_Assignment_. Please restate the data word for word, leaving out no line.

_Data section_.
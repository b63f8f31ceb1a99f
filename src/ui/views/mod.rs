pub mod deploy;
pub mod ps;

_Solution to the exercise_.
repository b63f8f31ceb1a99f
filename src/ui/views/mod.rs
pub mod deploy;
pub mod ps;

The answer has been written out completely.